In a world of super-sizing and "Go Big or Go Home!' tag-lines, it is sometimes hard to go against convention and embrace your smallness. Success appears to be made of quantity more than quality. I tend to believe that you can be successful by embracing your smallness.

Smallness requires you to focus on what is important.

For example, our team is small. We cannot afford to do every thing. When you try to be good at everything, you find yourself not being good at anything. It is better to focus on the important things and do less, than to try to do it all.

Smallness allows you to change quickly.

Question: what can change course faster, a battleship or leisure boat? Have you ever tried pulling a meeting together with 9 people to make a decision? I once tried, and the only hour where everyone was available was 8am, 2 months away. Smallness can help create nimbleness.

Big organizations can embrace their smallness too.

Just because you are in a large organization does not mean you cannot take advantage of smallness. You can break up big teams into smaller ones. You can look for the right behavior, not incremental behavior. You can apply constraints that force you to be more innovative. For example, ask yourself questions like "What if we didn't have a budget for marketing, what would we do?" or "What if we had to cut 50% of our upcoming feature set, what would we keep?"

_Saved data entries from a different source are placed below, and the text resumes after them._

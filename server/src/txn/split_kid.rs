/*
 * Created on Fri Mar 17 2023
 *
 * This file is a part of Skytree
 * Skytree is a free and open-source distributed dataset tree written by
 * Sayan Nandan ("the Author") with the vision to provide an ordered,
 * dynamically rebalancing partition of the keyspace without compromising
 * on correctness or availability.
 *
 * Copyright (c) 2023, Sayan Nandan <ohsayan@outlook.com>
 *
 * This program is free software: you can redistribute it and/or modify
 * it under the terms of the GNU Affero General Public License as published by
 * the Free Software Foundation, either version 3 of the License, or
 * (at your option) any later version.
 *
 * This program is distributed in the hope that it will be useful,
 * but WITHOUT ANY WARRANTY; without even the implied warranty of
 * MERCHANTABILITY or FITNESS FOR A PARTICULAR PURPOSE. See the
 * GNU Affero General Public License for more details.
 *
 * You should have received a copy of the GNU Affero General Public License
 * along with this program. If not, see <https://www.gnu.org/licenses/>.
 *
*/

//! Split one overfull kid in two.
//!
//! The originator (the kid's parent) spawns an absorber starting on an empty
//! interval at the kid's right endpoint. The kid then shrinks from the
//! right, handing the detached half of its kids to the absorber; the
//! midpoint is chosen by `shrink_right` alone, deterministically given the
//! existing intervals. Only when both halves report completion does the
//! parent's kid set change, in a single `split` application.

use super::RoleController;
use crate::ids::NodeId;
use crate::keyspace::Interval;
use crate::msg::{DataNodeConfig, MessageKind, ParticipantConfig, RoleHandle, RoleMessage};
use crate::util::{Error, TreeResult};
use std::collections::HashSet;

pub(super) async fn split_kid(controller: &RoleController, kid_id: NodeId) -> TreeResult<()> {
    let node = controller.node();
    if node.height() == 0 {
        return Err(Error::internal("height 0 nodes cannot split their kids"));
    }
    let Some(entry) = node.kids.borrow().get(kid_id).cloned() else {
        log::info!(
            "node {} canceling SplitKid: the kid was gone when the transaction started",
            node.id()
        );
        return Ok(());
    };
    let old_hi = entry.interval.hi.ok_or_else(|| {
        Error::internal("cannot split a kid whose interval has no right endpoint")
    })?;

    let new_id = NodeId::random();
    log::info!("node {} splitting {} off of {}", node.id(), new_id, kid_id);
    controller.spawn_enlist(
        DataNodeConfig {
            id: new_id,
            parent: Some(node.handle()),
            height: node.height() - 1,
            program_config: node.program_config().clone(),
            start_role: None,
        },
        ParticipantConfig::NewAbsorber {
            parent: controller.new_handle(new_id),
            // start with an empty interval; the left side will grow leftward
            interval: Interval::empty_at(old_hi),
        },
    );
    let (message, _sender) = controller.listen(MessageKind::HelloParent).await?;
    let new = expect_message!(message, RoleMessage::HelloParent { kid, .. } => kid);
    log::debug!("node {} got hello from the new kid", node.id());

    controller.enlist(
        &entry.handle,
        ParticipantConfig::SplitNode {
            absorber: controller.transfer_handle(&new, kid_id),
            parent: controller.new_handle(kid_id),
        },
    )?;

    let (message, _sender) = controller.listen(MessageKind::FinishedAbsorbing).await?;
    let (new_summary, new_interval) = expect_message!(
        message,
        RoleMessage::FinishedAbsorbing { summary, new_interval } => (summary, new_interval)
    );
    log::debug!("node {} got finished_absorbing", node.id());

    let (message, _sender) = controller.listen(MessageKind::FinishedSplitting).await?;
    let kid_summary =
        expect_message!(message, RoleMessage::FinishedSplitting { summary } => summary);
    log::debug!("node {} got finished_splitting", node.id());

    node.kids.borrow_mut().split(
        kid_id,
        new_interval.lo,
        controller.role_handle_to_node_handle(&new),
        new_summary,
        kid_summary,
    )?;
    node.check_limits();
    Ok(())
}

/// Participant on the kid being split: shrink from the right and send the
/// detached kids to the absorber
pub(super) async fn split_node(
    controller: &RoleController,
    parent: RoleHandle,
    absorber: RoleHandle,
) -> TreeResult<()> {
    let node = controller.node();
    let (mid, leaving) = node.shrink_kids_right();
    log::info!(
        "node {} splitting at midpoint {}: keeping {} kids, handing off {}",
        node.id(),
        mid,
        node.kids.borrow().len(),
        leaving.len()
    );

    controller.send(
        &absorber,
        RoleMessage::AbsorbTheseKids {
            kid_ids: leaving.iter().map(|e| e.handle.id).collect(),
            left_endpoint: mid,
        },
    );
    for entry in &leaving {
        // the detached kids were ours when this transaction started; their
        // removal from the kid set is what this handoff is about
        controller.grant(entry.handle.id);
        controller.enlist(
            &entry.handle,
            ParticipantConfig::FosterChild {
                old_parent: controller.new_handle(entry.handle.id),
                new_parent: controller.transfer_handle(&absorber, entry.handle.id),
            },
        )?;
    }

    log::debug!("node {} waiting for goodbyes from kids", node.id());
    let mut expected: HashSet<_> = leaving.iter().map(|e| e.handle.id).collect();
    while !expected.is_empty() {
        let (_message, sender) = controller.listen(MessageKind::GoodbyeParent).await?;
        expected.remove(&sender);
    }
    log::debug!("node {} got goodbyes from kids", node.id());

    controller.send(
        &parent,
        RoleMessage::FinishedSplitting {
            summary: node.kid_summary_message(),
        },
    );
    node.check_limits();
    Ok(())
}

Smallness can make you define success in a different (and sometimes better) way.

Many web sites look at quantitative measures for success. They may look at page views and consider success when they reach the 1M daily visitors mark, but is that the right measure of success? If you have an e-commerce site or a portfolio site, you don't want a high bounce rate, you want customers! Take time to think what success should be, you will be surprised how qualitative it just might be. Albert Einstein had a sign on his wall at Princeton that said: "Not everything that counts can be counted, and not everything that can be counted counts."

Smallness can help to create a personal connection.

People don't connect with faceless entities. They connect with people. Social networking is huge because of this. With smallness, people can learn about you, your opinions and ideals and connect with those things. There are great examples in my opinion of folks who have embraced their smallness like 37signals and our own local Jackson Fish Market.